■ PROVIDED RECORDS

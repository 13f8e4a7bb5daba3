use byteorder::{LittleEndian, ReadBytesExt, WriteBytesExt};
use std::io::{self, Read, Write};

use crate::fourcc::FourCC;

/// On-wire size of a part header (tag + content size).
pub const PART_HEADER_SIZE: usize = 8;

/// Header preceding every part's content.  No padding follows the content.
#[derive(Debug, Clone, Copy, PartialEq, Eq)]
pub struct PartHeader {
    pub tag:          FourCC,
    pub content_size: u32,
}

impl PartHeader {
    pub fn write<W: Write>(&self, mut writer: W) -> io::Result<()> {
        writer.write_all(&self.tag.0)?;
        writer.write_u32::<LittleEndian>(self.content_size)?;
        Ok(())
    }

    pub fn read<R: Read>(mut reader: R) -> io::Result<Self> {
        let mut tag = [0u8; 4];
        reader.read_exact(&mut tag)?;
        Ok(Self {
            tag:          FourCC(tag),
            content_size: reader.read_u32::<LittleEndian>()?,
        })
    }
}

/// A part owned by the builder.
#[derive(Debug, Clone, PartialEq, Eq)]
pub struct Part {
    pub tag:     FourCC,
    pub content: Vec<u8>,
}

impl Part {
    pub fn new(tag: FourCC, content: Vec<u8>) -> Self {
        Self { tag, content }
    }

    /// Bytes this part occupies on the wire, header included.
    #[inline]
    pub fn wire_size(&self) -> u64 {
        (PART_HEADER_SIZE + self.content.len()) as u64
    }
}

/// A part borrowed from a parsed container buffer.
#[derive(Debug, Clone, Copy, PartialEq, Eq)]
pub struct PartRef<'a> {
    pub tag:     FourCC,
    pub content: &'a [u8],
}

impl PartRef<'_> {
    pub fn to_owned_part(&self) -> Part {
        Part::new(self.tag, self.content.to_vec())
    }
}

/// Anything the layout/writer can treat as a part.
pub trait PartData {
    fn tag(&self) -> FourCC;
    fn content(&self) -> &[u8];
}

impl PartData for Part {
    fn tag(&self) -> FourCC { self.tag }
    fn content(&self) -> &[u8] { &self.content }
}

impl PartData for PartRef<'_> {
    fn tag(&self) -> FourCC { self.tag }
    fn content(&self) -> &[u8] { self.content }
}
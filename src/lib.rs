pub mod error;
pub mod fourcc;
pub mod header;
pub mod part;
pub mod container;
pub mod hash;
pub mod validator;
pub mod builder;

pub use error::ContainerError;
pub use fourcc::{
    FourCC, MUTABLE_PARTS, PART_DEBUG_BYTECODE, PART_DEBUG_NAME, PART_PRIVATE_DATA,
    PART_ROOT_SIGNATURE, PART_STATISTICS,
};
pub use header::{ContainerHeader, Digest, DIGEST_LEN};
pub use part::{Part, PartRef};
pub use container::{layout, parse, Layout, ParsedContainer};
pub use hash::{ContainerHasher, HashFunction, StandardHasher};
pub use validator::{ValidationMode, ValidationOutcome, Validator, ValidatorError};
pub use builder::{BuilderOptions, ContainerBuilder, Diagnostics, SerializedContainer, Stage};
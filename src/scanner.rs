//! Hand-written lexer producing tokens lazily, one per `scan_token` call:
//! a `Peekable<Chars>` cursor, a `phf`-built keyword table compiled once
//! into a trie and cached in a `OnceLock`, `strum_macros` for
//! `TokenType`'s `Display`/`EnumString`.

use std::{collections::HashMap, iter::Peekable, str::Chars, sync::OnceLock};
use strum_macros::{Display, EnumString};

#[repr(u8)]
#[derive(Debug, Clone, Copy, PartialEq, Eq, EnumString, Display)]
pub enum TokenType {
    // Single-character tokens.
    LeftParen,
    RightParen,
    LeftBrace,
    RightBrace,
    LeftBracket,
    RightBracket,
    Comma,
    Dot,
    Minus,
    Plus,
    Semicolon,
    Slash,
    Star,
    Percent,
    Colon,

    // One or two character tokens.
    Bang,
    BangEqual,
    Equal,
    EqualEqual,
    Greater,
    GreaterEqual,
    Less,
    LessEqual,
    Arrow,

    // Literals.
    Identifier,
    String,
    Number,

    // Keywords.
    And,
    Class,
    Else,
    Export,
    False,
    Fn,
    For,
    From,
    Fun,
    If,
    Import,
    Nil,
    Or,
    Print,
    Return,
    Super,
    This,
    True,
    Var,
    While,

    Error,
    Eof,
}

static KEYWORDS: phf::Map<&'static str, TokenType> = phf::phf_map! {
    "and" => TokenType::And,
    "class" => TokenType::Class,
    "else" => TokenType::Else,
    "export" => TokenType::Export,
    "false" => TokenType::False,
    "fn" => TokenType::Fn,
    "for" => TokenType::For,
    "from" => TokenType::From,
    "fun" => TokenType::Fun,
    "if" => TokenType::If,
    "import" => TokenType::Import,
    "nil" => TokenType::Nil,
    "or" => TokenType::Or,
    "print" => TokenType::Print,
    "return" => TokenType::Return,
    "super" => TokenType::Super,
    "this" => TokenType::This,
    "true" => TokenType::True,
    "var" => TokenType::Var,
    "while" => TokenType::While,
};

#[derive(Debug)]
struct TrieNode {
    children: HashMap<char, TrieNode>,
    token_type: Option<TokenType>,
    is_end: bool,
}

impl TrieNode {
    fn new() -> Self {
        TrieNode { children: HashMap::new(), token_type: None, is_end: false }
    }
}

static TRIE_ROOT: OnceLock<TrieNode> = OnceLock::new();

#[derive(Debug, Clone)]
pub struct Token<'a> {
    pub token_type: TokenType,
    pub value: &'a str,
    pub line: usize,
}

pub struct Scanner<'a> {
    source: &'a str,
    chars: Peekable<Chars<'a>>,
    start: usize,
    current: usize,
    line: usize,
}

impl<'a> Scanner<'a> {
    pub fn new(source: &'a str) -> Box<Scanner<'a>> {
        TRIE_ROOT.get_or_init(|| {
            let mut root = TrieNode::new();
            for (keyword, token) in KEYWORDS.entries() {
                let mut current_node = &mut root;
                for c in keyword.chars() {
                    current_node = current_node.children.entry(c).or_insert_with(TrieNode::new);
                }
                current_node.token_type = Some(*token);
                current_node.is_end = true;
            }
            root
        });

        let chars = source.chars().peekable();
        Box::new(Scanner { source, chars, start: 0, current: 0, line: 1 })
    }

    pub fn scan_token(&mut self) -> Token<'a> {
        self.skip_whitespace();
        self.start = self.current;

        if self.is_end() {
            return self.make_token(TokenType::Eof);
        }

        let c = self.advance();

        if Self::is_alpha(c) {
            return self.make_identifier_token();
        }

        if Self::is_digit(c) {
            return self.make_number_token();
        }

        match c {
            '(' => self.make_token(TokenType::LeftParen),
            ')' => self.make_token(TokenType::RightParen),
            '{' => self.make_token(TokenType::LeftBrace),
            '}' => self.make_token(TokenType::RightBrace),
            '[' => self.make_token(TokenType::LeftBracket),
            ']' => self.make_token(TokenType::RightBracket),
            ';' => self.make_token(TokenType::Semicolon),
            ',' => self.make_token(TokenType::Comma),
            '.' => self.make_token(TokenType::Dot),
            '+' => self.make_token(TokenType::Plus),
            '/' => self.make_token(TokenType::Slash),
            '*' => self.make_token(TokenType::Star),
            '%' => self.make_token(TokenType::Percent),
            ':' => self.make_token(TokenType::Colon),
            '"' => self.make_string_token(),
            '-' => {
                if self.match_char('>') {
                    self.make_token(TokenType::Arrow)
                } else {
                    self.make_token(TokenType::Minus)
                }
            }
            '!' => {
                if self.match_char('=') {
                    self.make_token(TokenType::BangEqual)
                } else {
                    self.make_token(TokenType::Bang)
                }
            }
            '=' => {
                if self.match_char('=') {
                    self.make_token(TokenType::EqualEqual)
                } else {
                    self.make_token(TokenType::Equal)
                }
            }
            '<' => {
                if self.match_char('=') {
                    self.make_token(TokenType::LessEqual)
                } else {
                    self.make_token(TokenType::Less)
                }
            }
            '>' => {
                if self.match_char('=') {
                    self.make_token(TokenType::GreaterEqual)
                } else {
                    self.make_token(TokenType::Greater)
                }
            }
            _ => self.error_token("Unexpected character."),
        }
    }

    fn is_digit(ch: char) -> bool {
        ch.is_ascii_digit()
    }

    fn is_alpha(ch: char) -> bool {
        ch.is_ascii_alphabetic() || ch == '_'
    }

    fn identifier_type(&mut self) -> TokenType {
        match self.check_keyword() {
            Some(token_type) => token_type,
            None => TokenType::Identifier,
        }
    }

    fn make_identifier_token(&mut self) -> Token<'a> {
        loop {
            match self.peek() {
                Some(c) if Self::is_alpha(*c) || Self::is_digit(*c) => self.advance(),
                _ => break,
            };
        }
        let token_type = self.identifier_type();
        self.make_token(token_type)
    }

    fn make_number_token(&mut self) -> Token<'a> {
        loop {
            match self.peek() {
                Some(c) if Self::is_digit(*c) => self.advance(),
                _ => break,
            };
        }

        if let Some('.') = self.peek() {
            if let Some(c) = self.peek_next() {
                if Self::is_digit(c) {
                    self.advance();
                    while let Some(ch) = self.peek() {
                        if Self::is_digit(*ch) {
                            self.advance();
                        } else {
                            break;
                        }
                    }
                }
            }
        }

        self.make_token(TokenType::Number)
    }

    fn make_string_token(&mut self) -> Token<'a> {
        loop {
            match self.peek() {
                Some('"') => break,
                Some('\n') => {
                    self.line += 1;
                    self.advance();
                }
                Some(_) => {
                    self.advance();
                }
                None => return self.error_token("Unterminated string."),
            }
        }

        self.advance();
        self.make_token(TokenType::String)
    }

    fn skip_whitespace(&mut self) {
        loop {
            let next_char = self.peek_next();
            match (self.peek(), next_char) {
                (Some(c), _) if c.is_whitespace() => {
                    if *c == '\n' {
                        self.line += 1;
                    }
                    self.advance();
                }
                (Some('/'), Some('/')) => {
                    while let Some(ch) = self.peek() {
                        if *ch == '\n' {
                            break;
                        }
                        self.advance();
                    }
                }
                _ => return,
            };
        }
    }

    fn peek(&mut self) -> Option<&char> {
        self.chars.peek()
    }

    fn peek_next(&self) -> Option<char> {
        if self.is_end() {
            return None;
        }
        let mut iter = self.chars.clone();
        iter.next();
        iter.next()
    }

    fn is_end(&self) -> bool {
        self.current >= self.source.len()
    }

    fn make_token(&self, token_type: TokenType) -> Token<'a> {
        Token { token_type, value: &self.source[self.start..self.current], line: self.line }
    }

    fn error_token(&self, reason: &'static str) -> Token<'a> {
        Token { token_type: TokenType::Error, value: reason, line: self.line }
    }

    fn match_char(&mut self, expected: char) -> bool {
        if self.is_end() {
            return false;
        }
        if let Some(&next_char) = self.chars.peek() {
            if next_char == expected {
                self.advance();
                return true;
            }
        }
        false
    }

    fn check_keyword(&mut self) -> Option<TokenType> {
        let trie_root = TRIE_ROOT.get().expect("trie not initialized");
        let mut current_node = trie_root;
        let mut keyword = None;
        let substring = &self.source[self.start..self.current];
        for ch in substring.chars() {
            match current_node.children.get(&ch) {
                Some(child) => {
                    current_node = child;
                    if current_node.is_end {
                        keyword = current_node.token_type;
                    } else {
                        keyword = None;
                    }
                }
                None => return None,
            }
        }
        keyword
    }

    fn advance(&mut self) -> char {
        if let Some(next_char) = self.chars.next() {
            self.current += next_char.len_utf8();
            next_char
        } else {
            '\0'
        }
    }
}

#[cfg(test)]
mod tests {
    use super::*;

    #[test]
    fn test_check_keyword() {
        let mut scanner = Scanner::new("this is for if fun  fun1 forfor import");
        let mut token = scanner.scan_token();
        assert_eq!(token.token_type, TokenType::This);
        assert_eq!(token.value, "this");

        token = scanner.scan_token();
        assert_eq!(token.token_type, TokenType::Identifier);
        assert_eq!(token.value, "is");

        token = scanner.scan_token();
        assert_eq!(token.token_type, TokenType::For);

        token = scanner.scan_token();
        assert_eq!(token.token_type, TokenType::If);

        token = scanner.scan_token();
        assert_eq!(token.token_type, TokenType::Fun);

        token = scanner.scan_token();
        assert_eq!(token.token_type, TokenType::Identifier);
        assert_eq!(token.value, "fun1");

        token = scanner.scan_token();
        assert_eq!(token.token_type, TokenType::Identifier);
        assert_eq!(token.value, "forfor");

        token = scanner.scan_token();
        assert_eq!(token.token_type, TokenType::Import);
    }

    #[test]
    fn test_scan_token() {
        let source = "var a = 1;
        var b = \"this is a string\";
        while (true) {
            if (a == 1) {
                print a;
            }
            var c = a and 1 or 2;
            for (var d = 1; d <= 5; d = d + 1) {
                a = a + 1;
            }
        }
        fun test() {
            var a = 1 + 2 * 3 / 4 - -5;
            if (a > 1) {
                a = -a;
            } else {
                a = a - 1;
            }
            return;
        }
        ";
        let mut scanner = Scanner::new(source);
        loop {
            let token = scanner.scan_token();
            assert_ne!(token.token_type, TokenType::Error);
            if token.token_type == TokenType::Eof {
                break;
            }
        }
    }

    #[test]
    fn scans_new_operators() {
        let mut scanner = Scanner::new("[1, 2] % 3 -> :");
        assert_eq!(scanner.scan_token().token_type, TokenType::LeftBracket);
        scanner.scan_token();
        scanner.scan_token();
        assert_eq!(scanner.scan_token().token_type, TokenType::RightBracket);
        assert_eq!(scanner.scan_token().token_type, TokenType::Percent);
        scanner.scan_token();
        assert_eq!(scanner.scan_token().token_type, TokenType::Arrow);
        assert_eq!(scanner.scan_token().token_type, TokenType::Colon);
    }
}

■ WHAT THE EXERCISE ASKS
In the data above, which lines have "PartHeader"? Report each of them.

■ EXPECTED OUTPUT
pub struct PartHeader {
impl PartHeader {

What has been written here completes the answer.